Exercise objective
Quote, with no changes, the lines that run from the top of the material to the line with "use crate::WalkabilityGrid;", both included.

#### Study material ####

//! Rectangular sectors tiling the grid and the coarse graph over them.

use std::{
    collections::BTreeSet,
    hash::{Hash, Hasher},
};

use gridwalk_core::{octile_cost, CellCoord, CellRect, CellRectSize, Direction};
use gridwalk_system_pathfinding::{Cost, Node};

use crate::WalkabilityGrid;

/// Identifier of a sector, numbered in row-major order of the tiling.
#[derive(Clone, Copy, Debug, PartialEq, Eq, Hash, PartialOrd, Ord)]
pub struct SectorId(u32);

impl SectorId {
    /// Creates a sector identifier from its raw index.
    #[must_use]
    pub const fn new(value: u32) -> Self {
        Self(value)
    }

    /// Retrieves the raw index.
    #[must_use]
    pub const fn get(&self) -> u32 {
        self.0
    }
}

/// Rectangular region of the grid.
///
/// Sectors own no cells; cells refer to their sector by [`SectorId`].
#[derive(Clone, Copy, Debug, PartialEq, Eq)]
pub struct Sector {
    id: SectorId,
    area: CellRect,
}

impl Sector {
    /// Identifier of the sector.
    #[must_use]
    pub const fn id(&self) -> SectorId {
        self.id
    }

    /// Cells covered by the sector.
    #[must_use]
    pub const fn area_on_grid(&self) -> CellRect {
        self.area
    }

    /// Cell closest to the middle of the sector.
    #[must_use]
    pub fn center(&self) -> CellCoord {
        let origin = self.area.origin();
        let size = self.area.size();
        CellCoord::new(
            origin.column() + size.width() / 2,
            origin.row() + size.height() / 2,
        )
    }
}

/// Tiles a `width` x `height` grid with `sector_size` squares, clipping the
/// last column and row of sectors at the grid edge.
///
/// The result depends only on its arguments.
pub(crate) fn tile(width: u32, height: u32, sector_size: u32) -> (Vec<Sector>, u32) {
    let columns = width.div_ceil(sector_size);
    let rows = height.div_ceil(sector_size);
    let mut sectors = Vec::with_capacity(columns as usize * rows as usize);

    for sector_row in 0..rows {
        for sector_column in 0..columns {
            let origin = CellCoord::new(sector_column * sector_size, sector_row * sector_size);
            let size = CellRectSize::new(
                sector_size.min(width - origin.column()),
                sector_size.min(height - origin.row()),
            );
            sectors.push(Sector {
                id: SectorId(sector_row * columns + sector_column),
                area: CellRect::from_origin_and_size(origin, size),
            });
        }
    }

    (sectors, columns)
}

/// Vertex of the coarse sector graph.
///
/// Two sectors are adjacent for an object size when some cell on the border
/// of one can step into the other under the fine grid rules.
#[derive(Clone, Copy, Debug)]
pub struct SectorNode<'a> {
    grid: &'a WalkabilityGrid,
    id: SectorId,
}

impl<'a> SectorNode<'a> {
    pub(crate) fn new(grid: &'a WalkabilityGrid, id: SectorId) -> Self {
        Self { grid, id }
    }

    /// Sector represented by this vertex.
    #[must_use]
    pub fn id(&self) -> SectorId {
        self.id
    }

    fn sector(&self) -> Option<&'a Sector> {
        self.grid.sector(self.id)
    }
}

impl PartialEq for SectorNode<'_> {
    fn eq(&self, other: &Self) -> bool {
        self.id == other.id
    }
}

impl Eq for SectorNode<'_> {}

impl Hash for SectorNode<'_> {
    fn hash<H: Hasher>(&self, state: &mut H) {
        self.id.hash(state);
    }
}

impl Node for SectorNode<'_> {
    fn distance(&self, other: &Self) -> Cost {
        match (self.sector(), other.sector()) {
            (Some(from), Some(to)) => octile_cost(from.center(), to.center()),
            _ => 0,
        }
    }

    fn successors(&self, object_size: u32, out: &mut Vec<Self>) {
        let Some(sector) = self.sector() else {
            return;
        };

        let mut connected = BTreeSet::new();
        for cell in border_cells(sector.area_on_grid()) {
            if !self.grid.fits(cell, object_size) {
                continue;
            }
            for direction in Direction::ALL {
                let Some(next) = cell.step(direction) else {
                    continue;
                };
                let Some(next_sector) = self.grid.sector_of(next) else {
                    continue;
                };
                if next_sector != self.id && self.grid.can_step(cell, direction, object_size) {
                    let _ = connected.insert(next_sector);
                }
            }
        }

        out.extend(connected.into_iter().map(|id| SectorNode::new(self.grid, id)));
    }
}

/// Set of sectors a fine search is confined to.
#[derive(Clone, Debug, PartialEq, Eq)]
pub struct Corridor {
    members: Vec<bool>,
}

impl Corridor {
    /// Builds a corridor containing the provided sectors of `grid`.
    ///
    /// Identifiers that do not belong to the grid are ignored.
    #[must_use]
    pub fn new(grid: &WalkabilityGrid, sectors: impl IntoIterator<Item = SectorId>) -> Self {
        let mut members = vec![false; grid.sectors().len()];
        for id in sectors {
            if let Some(slot) = members.get_mut(id.get() as usize) {
                *slot = true;
            }
        }
        Self { members }
    }

    /// Reports whether the sector belongs to the corridor.
    #[must_use]
    pub fn contains(&self, id: SectorId) -> bool {
        self.members.get(id.get() as usize).copied().unwrap_or(false)
    }

    /// Number of sectors in the corridor.
    #[must_use]
    pub fn len(&self) -> usize {
        self.members.iter().filter(|member| **member).count()
    }

    /// Reports whether the corridor contains no sector.
    #[must_use]
    pub fn is_empty(&self) -> bool {
        self.len() == 0
    }
}

fn border_cells(area: CellRect) -> impl Iterator<Item = CellCoord> {
    let origin = area.origin();
    let size = area.size();
    let last_column = origin.column() + size.width().saturating_sub(1);
    let last_row = origin.row() + size.height().saturating_sub(1);
    area.cells().filter(move |cell| {
        cell.column() == origin.column()
            || cell.row() == origin.row()
            || cell.column() == last_column
            || cell.row() == last_row
    })
}
#![deny(
    unsafe_code,
    missing_docs,
    dead_code,
    unused_results,
    non_snake_case,
    unreachable_pub
)]

//! Generic A* search over any graph whose nodes can measure distances and
//! enumerate successors.
//!
//! The search is deterministic: open-list ties are broken by estimation and
//! then by push order, never by container internals, and hash maps are only
//! used for lookups. Unreachable targets are not errors; the search returns
//! the route to the explored node estimated closest to the target instead.

use std::{
    cmp::Ordering,
    collections::{BinaryHeap, HashMap},
    hash::Hash,
    time::{Duration, Instant},
};

use tracing::debug;

pub use gridwalk_core::Cost;

/// Vertex of a searchable graph.
pub trait Node: Clone + Eq + Hash {
    /// Cost between two nodes.
    ///
    /// For adjacent nodes this is the edge cost; for any other pair it is
    /// used as the estimate toward the target and must never overestimate
    /// the true shortest-path cost.
    fn distance(&self, other: &Self) -> Cost;

    /// Appends the nodes reachable in one step by an object of the given size.
    fn successors(&self, object_size: u32, out: &mut Vec<Self>);
}

/// Outcome of a single search.
#[derive(Clone, Debug)]
pub struct SearchResult<N> {
    /// Nodes from the source to the terminal node, both inclusive.
    pub path: Vec<N>,
    /// Nodes closed by the search, in the order they were closed.
    pub explored: Vec<N>,
    /// Accumulated cost along `path`.
    pub cost: Cost,
    /// Indicates whether `path` ends at the requested target.
    pub reached_target: bool,
    /// Wall-clock duration of the search, for diagnostics only.
    pub elapsed: Duration,
}

impl<N> SearchResult<N> {
    /// Last node of the path, which is the target when it was reached.
    #[must_use]
    pub fn terminal(&self) -> Option<&N> {
        self.path.last()
    }

    /// Number of moves along the path.
    #[must_use]
    pub fn steps(&self) -> usize {
        self.path.len().saturating_sub(1)
    }
}

/// Reusable A* search workspace.
///
/// Buffers are kept between runs so repeated searches avoid reallocating.
#[derive(Debug)]
pub struct AStar<N> {
    arena: Vec<SearchNode<N>>,
    open: BinaryHeap<OpenEntry>,
    by_node: HashMap<N, usize>,
    scratch: Vec<N>,
    sequence: u64,
}

impl<N: Node> Default for AStar<N> {
    fn default() -> Self {
        Self {
            arena: Vec::new(),
            open: BinaryHeap::new(),
            by_node: HashMap::new(),
            scratch: Vec::new(),
            sequence: 0,
        }
    }
}

impl<N: Node> AStar<N> {
    /// Creates a search workspace with empty buffers.
    #[must_use]
    pub fn new() -> Self {
        Self::default()
    }

    /// Searches for the cheapest route from `source` to `target`.
    ///
    /// `object_size` is handed unchanged to every successor enumeration so
    /// size-dependent blocking is evaluated consistently for the whole search.
    pub fn run(&mut self, source: N, target: N, object_size: u32) -> SearchResult<N> {
        let started = Instant::now();
        self.reset();

        let estimation = source.distance(&target);
        let source_index = self.open_new(source, None, 0, estimation);
        let mut best = source_index;
        let mut reached = None;
        let mut explored = Vec::new();

        while let Some(entry) = self.open.pop() {
            let index = entry.index;
            if self.arena[index].closed {
                continue;
            }
            self.arena[index].closed = true;
            explored.push(self.arena[index].node.clone());

            if self.arena[index].estimation_to_target < self.arena[best].estimation_to_target {
                best = index;
            }
            if self.arena[index].node == target {
                reached = Some(index);
                break;
            }

            self.expand(index, &target, object_size);
        }

        let terminal = reached.unwrap_or(best);
        let result = SearchResult {
            path: self.path_to(terminal),
            explored,
            cost: self.arena[terminal].distance_from_source,
            reached_target: reached.is_some(),
            elapsed: started.elapsed(),
        };
        debug!(
            explored = result.explored.len(),
            steps = result.steps(),
            cost = result.cost,
            reached = result.reached_target,
            elapsed_us = result.elapsed.as_micros() as u64,
            "a* search finished"
        );
        result
    }

    fn reset(&mut self) {
        self.arena.clear();
        self.open.clear();
        self.by_node.clear();
        self.sequence = 0;
    }

    fn expand(&mut self, index: usize, target: &N, object_size: u32) {
        let mut successors = std::mem::take(&mut self.scratch);
        successors.clear();
        let current = self.arena[index].node.clone();
        let current_distance = self.arena[index].distance_from_source;
        current.successors(object_size, &mut successors);

        for successor in successors.drain(..) {
            let distance = current_distance.saturating_add(current.distance(&successor));
            match self.by_node.get(&successor).copied() {
                Some(existing) => {
                    if self.arena[existing].closed {
                        continue;
                    }
                    if self.arena[existing].try_set_new_parent(index, distance) {
                        self.push_open(existing);
                    }
                }
                None => {
                    let estimation = successor.distance(target);
                    let _ = self.open_new(successor, Some(index), distance, estimation);
                }
            }
        }

        self.scratch = successors;
    }

    fn open_new(
        &mut self,
        node: N,
        parent: Option<usize>,
        distance_from_source: Cost,
        estimation_to_target: Cost,
    ) -> usize {
        let index = self.arena.len();
        let _ = self.by_node.insert(node.clone(), index);
        self.arena.push(SearchNode {
            node,
            parent,
            distance_from_source,
            estimation_to_target,
            closed: false,
        });
        self.push_open(index);
        index
    }

    /// Queues a fresh heap entry; entries already queued keep their old priority
    /// and are discarded when popped after the node closes.
    fn push_open(&mut self, index: usize) {
        let node = &self.arena[index];
        self.open.push(OpenEntry {
            priority: node.priority(),
            estimation: node.estimation_to_target,
            sequence: self.sequence,
            index,
        });
        self.sequence += 1;
    }

    fn path_to(&self, terminal: usize) -> Vec<N> {
        let mut path = Vec::new();
        let mut cursor = Some(terminal);
        while let Some(index) = cursor {
            let node = &self.arena[index];
            path.push(node.node.clone());
            cursor = node.parent;
        }
        path.reverse();
        path
    }
}

#[derive(Clone, Debug)]
struct SearchNode<N> {
    node: N,
    parent: Option<usize>,
    distance_from_source: Cost,
    estimation_to_target: Cost,
    closed: bool,
}

impl<N> SearchNode<N> {
    fn priority(&self) -> Cost {
        self.distance_from_source
            .saturating_add(self.estimation_to_target)
    }

    fn try_set_new_parent(&mut self, parent: usize, distance_from_source: Cost) -> bool {
        if distance_from_source >= self.distance_from_source {
            return false;
        }
        self.parent = Some(parent);
        self.distance_from_source = distance_from_source;
        true
    }
}

#[derive(Clone, Copy, Debug, PartialEq, Eq)]
struct OpenEntry {
    priority: Cost,
    estimation: Cost,
    sequence: u64,
    index: usize,
}

impl Ord for OpenEntry {
    // BinaryHeap pops the maximum, so the comparison is reversed.
    fn cmp(&self, other: &Self) -> Ordering {
        other
            .priority
            .cmp(&self.priority)
            .then_with(|| other.estimation.cmp(&self.estimation))
            .then_with(|| other.sequence.cmp(&self.sequence))
    }
}

impl PartialOrd for OpenEntry {
    fn partial_cmp(&self, other: &Self) -> Option<Ordering> {
        Some(self.cmp(other))
    }
}

#[cfg(test)]
mod tests {
    use super::*;

    /// Points on a line where only explicitly listed hops exist.
    #[derive(Clone, Copy, Debug, PartialEq, Eq, Hash)]
    struct LineNode {
        position: u32,
        hops: &'static [(u32, u32)],
    }

    impl Node for LineNode {
        fn distance(&self, other: &Self) -> Cost {
            self.position.abs_diff(other.position)
        }

        fn successors(&self, _object_size: u32, out: &mut Vec<Self>) {
            for (from, to) in self.hops {
                if *from == self.position {
                    out.push(LineNode {
                        position: *to,
                        hops: self.hops,
                    });
                }
            }
        }
    }

    const HOPS: &[(u32, u32)] = &[(0, 2), (2, 5), (0, 4), (4, 5), (5, 9), (9, 12)];

    fn node(position: u32) -> LineNode {
        LineNode {
            position,
            hops: HOPS,
        }
    }

    #[test]
    fn finds_route_to_reachable_target() {
        let mut search = AStar::new();
        let result = search.run(node(0), node(12), 1);
        assert!(result.reached_target);
        assert_eq!(result.cost, 12);
        assert_eq!(result.path.first(), Some(&node(0)));
        assert_eq!(result.terminal(), Some(&node(12)));
    }

    #[test]
    fn tie_breaking_follows_push_order() {
        let mut search = AStar::new();
        let first = search.run(node(0), node(5), 1);
        let second = search.run(node(0), node(5), 1);
        assert_eq!(first.path, second.path);
        assert_eq!(
            first.path,
            vec![node(0), node(4), node(5)],
            "equal priorities prefer the node estimated closer to the target"
        );
    }

    #[test]
    fn source_equal_to_target_yields_single_node_path() {
        let mut search = AStar::new();
        let result = search.run(node(5), node(5), 1);
        assert!(result.reached_target);
        assert_eq!(result.path, vec![node(5)]);
        assert_eq!(result.steps(), 0);
        assert_eq!(result.cost, 0);
    }

    #[test]
    fn unreachable_target_returns_nearest_explored_node() {
        let mut search = AStar::new();
        let result = search.run(node(0), node(20), 1);
        assert!(!result.reached_target);
        assert_eq!(result.terminal(), Some(&node(12)));
        assert_eq!(result.cost, 12);
    }

    #[test]
    fn shorter_route_replaces_parent() {
        let mut node = SearchNode {
            node: 3_u32,
            parent: Some(0),
            distance_from_source: 10,
            estimation_to_target: 4,
            closed: false,
        };
        assert!(!node.try_set_new_parent(1, 10), "equal cost keeps the parent");
        assert!(node.try_set_new_parent(2, 7));
        assert_eq!(node.parent, Some(2));
        assert_eq!(node.priority(), 11);
    }
}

####

Answer to the exercise
//! Rectangular sectors tiling the grid and the coarse graph over them.

use std::{
    collections::BTreeSet,
    hash::{Hash, Hasher},
};

use gridwalk_core::{octile_cost, CellCoord, CellRect, CellRectSize, Direction};
use gridwalk_system_pathfinding::{Cost, Node};

use crate::WalkabilityGrid;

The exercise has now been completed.